Segundo Medina, “os íons pesados podem alterar a informação de um bit, o que era zero pode se tornar 1, mudando a informação fornecida pelos componentes eletrônicos. Só os íons pesados conseguem fazer esse tipo de alteração”.
“A informação errada pode provocar algum dano sério utilizando o dado incorreto, por exemplo, para o lançamento de um míssil. Por isso, a necessidade de eliminar esses danos eventuais, analisando os componentes eletrônicos mais resistentes à radiação por íons pesados para obter informações mais confiáveis”, completa Added.
Os testes com radiação induzindo SEE foram feitos no Acelerador de PartículasPelletron 8UD do Instituto de Física, único no País a realizar testes com íons pesados. Na América do Sul, além desse acelerador da USP, há apenas outro na Argentina com energia suficiente para ser usado nesse tipo de estudo.

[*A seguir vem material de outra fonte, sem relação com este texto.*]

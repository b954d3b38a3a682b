//! Error types.
//!
//! Two severities:
//!
//! - [`SchemaError`]: configuration errors, fatal at registry load. Every
//!   variant names the offending type (or label).
//! - [`RecordError`]: local to one record. The pipeline maps it to a
//!   [`SkipReason`], counts it, and moves on.

use biocanon_dsl::SchemaConfigError;
use serde::Serialize;
use std::fmt;

#[derive(Debug, Clone, Copy, PartialEq, Eq, Hash, Serialize)]
#[serde(rename_all = "snake_case")]
pub enum EndpointRole {
    Source,
    Target,
}

impl fmt::Display for EndpointRole {
    fn fmt(&self, f: &mut fmt::Formatter<'_>) -> fmt::Result {
        match self {
            EndpointRole::Source => f.write_str("source"),
            EndpointRole::Target => f.write_str("target"),
        }
    }
}

#[derive(Debug, thiserror::Error)]
pub enum SchemaError {
    #[error(transparent)]
    Config(#[from] SchemaConfigError),

    #[error("type `{type_name}` does not declare `represented_as` (node or edge)")]
    MissingRepresentation { type_name: String },

    #[error("type `{type_name}` has no endpoints but is represented as an edge")]
    EntityAsEdge { type_name: String },

    #[error("association `{type_name}` declares a {declared} endpoint but no {missing} endpoint")]
    IncompleteAssociation {
        type_name: String,
        declared: EndpointRole,
        missing: EndpointRole,
    },

    #[error("type `{type_name}`: parent `{parent}` is not a schema type, alias, or ontology class")]
    UndefinedParent { type_name: String, parent: String },

    #[error("type `{type_name}`: synonym target `{target}` is not defined")]
    UndefinedSynonymTarget { type_name: String, target: String },

    #[error("alias `{type_name}` conflicts with its target `{target}` on `{field}`")]
    SynonymConflict {
        type_name: String,
        target: String,
        field: &'static str,
    },

    #[error("association `{type_name}`: {role} endpoint type `{endpoint}` is not defined")]
    UndefinedEndpointType {
        type_name: String,
        role: EndpointRole,
        endpoint: String,
    },

    #[error("label `{label}` is accepted by both `{first}` and `{second}` without disjoint scopes")]
    AmbiguousLabel {
        label: String,
        first: String,
        second: String,
    },

    #[error("hierarchy cycle: {}", .cycle.join(" -> "))]
    HierarchyCycle { cycle: Vec<String> },

    #[error("type `{type_name}` declares an empty identifier authority")]
    EmptyAuthority { type_name: String },

    #[error("type `{type_name}` declares authority `{authority}` more than once")]
    DuplicateAuthority { type_name: String, authority: String },

    #[error("type `{type_name}`: key property `{property}` is not declared in `properties`")]
    UnknownKeyProperty { type_name: String, property: String },
}

/// Why a record was not emitted.
#[derive(Debug, Clone, Copy, PartialEq, Eq, Hash, PartialOrd, Ord, Serialize)]
#[serde(rename_all = "kebab-case")]
pub enum SkipReason {
    Unmapped,
    Unidentifiable,
    EndpointMismatch,
    MissingEndpoints,
    MissingRequiredProperty,
}

impl SkipReason {
    pub const ALL: [SkipReason; 5] = [
        SkipReason::Unmapped,
        SkipReason::Unidentifiable,
        SkipReason::EndpointMismatch,
        SkipReason::MissingEndpoints,
        SkipReason::MissingRequiredProperty,
    ];

    /// Outcome name as reported to diagnostics.
    pub fn outcome_name(self) -> &'static str {
        match self {
            SkipReason::Unmapped => "dropped-unmapped",
            SkipReason::Unidentifiable => "rejected-unidentifiable",
            SkipReason::EndpointMismatch => "rejected-endpoint-mismatch",
            SkipReason::MissingEndpoints => "rejected-missing-endpoints",
            SkipReason::MissingRequiredProperty => "rejected-missing-required-property",
        }
    }
}

impl fmt::Display for SkipReason {
    fn fmt(&self, f: &mut fmt::Formatter<'_>) -> fmt::Result {
        f.write_str(self.outcome_name())
    }
}

#[derive(Debug, Clone, PartialEq, Eq, thiserror::Error)]
pub enum RecordError {
    #[error("label `{label}` (source {}) matches no type", .source_tag.as_deref().unwrap_or("-"))]
    Unmapped {
        label: String,
        source_tag: Option<String>,
    },

    #[error("`{type_name}`: none of the authorities [{}] has a value", .authorities.join(", "))]
    Unidentifiable {
        type_name: String,
        authorities: Vec<String>,
    },

    #[error("`{type_name}`: identifier field `{authority}` is unusable: {reason}")]
    InvalidIdentifier {
        type_name: String,
        authority: String,
        reason: String,
    },

    #[error("association `{type_name}` has no endpoint references")]
    MissingEndpoints { type_name: String },

    #[error("association `{type_name}`: cannot resolve {role} endpoint `{id}`: {reason}")]
    UnresolvedEndpoint {
        type_name: String,
        role: EndpointRole,
        id: String,
        reason: String,
    },

    #[error(
        "association `{type_name}`: {role} endpoint is `{endpoint_type}`, expected one of [{}]",
        .expected.join(", ")
    )]
    EndpointMismatch {
        type_name: String,
        role: EndpointRole,
        endpoint_type: String,
        expected: Vec<String>,
    },

    #[error("`{type_name}`: required property `{property}` is missing or invalid")]
    MissingRequiredProperty { type_name: String, property: String },
}

impl RecordError {
    pub fn skip_reason(&self) -> SkipReason {
        match self {
            RecordError::Unmapped { .. } => SkipReason::Unmapped,
            RecordError::Unidentifiable { .. } | RecordError::InvalidIdentifier { .. } => {
                SkipReason::Unidentifiable
            }
            RecordError::MissingEndpoints { .. } => SkipReason::MissingEndpoints,
            RecordError::UnresolvedEndpoint { .. } | RecordError::EndpointMismatch { .. } => {
                SkipReason::EndpointMismatch
            }
            RecordError::MissingRequiredProperty { .. } => SkipReason::MissingRequiredProperty,
        }
    }
}

#[cfg(test)]
mod tests {
    use super::*;

    #[test]
    fn cycle_message_lists_path() {
        let err = SchemaError::HierarchyCycle {
            cycle: vec!["a".into(), "b".into(), "a".into()],
        };
        assert_eq!(err.to_string(), "hierarchy cycle: a -> b -> a");
    }

    #[test]
    fn record_errors_map_to_skip_reasons() {
        let err = RecordError::UnresolvedEndpoint {
            type_name: "gene to protein relationship".into(),
            role: EndpointRole::Target,
            id: "X".into(),
            reason: "unmapped label".into(),
        };
        assert_eq!(err.skip_reason(), SkipReason::EndpointMismatch);
        assert_eq!(
            err.skip_reason().outcome_name(),
            "rejected-endpoint-mismatch"
        );

        let err = RecordError::Unmapped {
            label: "foo".into(),
            source_tag: None,
        };
        assert_eq!(err.to_string(), "label `foo` (source -) matches no type");
        assert_eq!(err.skip_reason(), SkipReason::Unmapped);
    }

    #[test]
    fn skip_reasons_serialize_kebab_case() {
        assert_eq!(
            serde_json::to_string(&SkipReason::MissingRequiredProperty).unwrap(),
            "\"missing-required-property\""
        );
    }
}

O acelerador é empregado para gerar uma partícula com energia suficiente para simular a ação de uma partícula no espaço. Assim, os pesquisadores conseguem calcular o tempo que o dispositivo resistirá à radiação cósmica. “Em poucas horas, podemos bombardear o dispositivo eletrônico com a mesma radiação que ele receberia em 10 anos no ambiente espacial”, conta Medina.